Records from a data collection
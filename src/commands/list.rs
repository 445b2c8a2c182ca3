//! List the names of all discovered trackers.

use crate::WatcherContext;
use crate::config::resolve;

/// Prints one tracker name per line.
pub fn execute(ctx: &WatcherContext) {
    for tracker in resolve::load_all(&ctx.plugins_dir, &ctx.config) {
        println!("{}", tracker.name);
    }
}
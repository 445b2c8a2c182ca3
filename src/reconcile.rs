//! Per-link fetch-or-notify processing.
//!
//! Each extracted link either routes to mail (when its rule carried a
//! notification address) or is downloaded, validated against the torrent
//! signature, and promoted from the scratch page to its server-suggested
//! filename inside the cache. Failures stay local to the link.

use crate::detect;
use crate::extract::LinkMeta;
use crate::fetcher::{FetchRequest, Fetcher, SessionPaths};
use crate::headers;
use crate::notify::Notifier;
use crate::output;
use anyhow::{Context, Result};
use std::fs;
use std::path::Path;

/// Processes extracted links for one tracker run.
pub struct LinkProcessor<'a> {
    fetcher: &'a dyn Fetcher,
    notifier: &'a Notifier<'a>,
    cache_dir: &'a Path,
    tracker: &'a str,
    post_on_fetch: bool,
}

impl<'a> LinkProcessor<'a> {
    #[must_use]
    pub fn new(
        fetcher: &'a dyn Fetcher,
        notifier: &'a Notifier<'a>,
        cache_dir: &'a Path,
        tracker: &'a str,
        post_on_fetch: bool,
    ) -> Self {
        Self {
            fetcher,
            notifier,
            cache_dir,
            tracker,
            post_on_fetch,
        }
    }

    /// Handles one extracted link.
    ///
    /// # Errors
    /// Returns an error on fetch or delivery failure; the caller logs it
    /// and moves on to the next link.
    pub fn process(&self, paths: &SessionPaths, link: &str, meta: &LinkMeta) -> Result<()> {
        if meta.notify.is_some() {
            self.notifier.notify(self.tracker, link, meta)?;
            return Ok(());
        }
        self.download(paths, link, meta)
    }

    fn download(&self, paths: &SessionPaths, link: &str, meta: &LinkMeta) -> Result<()> {
        output::info(&format!("Fetching: {}", meta.name));
        self.fetcher
            .fetch(paths, &FetchRequest::download(link, self.post_on_fetch))
            .with_context(|| format!("Error getting URL: {link}"))?;

        let filename = headers::attachment_filename(&paths.headers);
        let is_torrent = detect::is_torrent_file(&paths.page);

        match (filename, is_torrent) {
            (Some(filename), true) => {
                let target = self.cache_dir.join(&filename);
                tracing::debug!(
                    from = %paths.page.display(),
                    to = %target.display(),
                    "moving artifact"
                );
                fs::rename(&paths.page, &target).with_context(|| {
                    format!("Failed to move artifact to {}", target.display())
                })?;
            }
            (_, false) => {
                // left at the scratch path; the next fetch overwrites it
                output::verbose(&format!("{} is NOT a torrent file!", paths.page.display()));
            }
            (None, true) => {
                output::verbose(&format!("No suggested filename for {link}"));
            }
        }
        Ok(())
    }
}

WHAT TO PRODUCE: Scan the records for the string "detect" and report each line where it occurs.

THE COMPLETED TASK:
use crate::detect;
        let is_torrent = detect::is_torrent_file(&paths.page);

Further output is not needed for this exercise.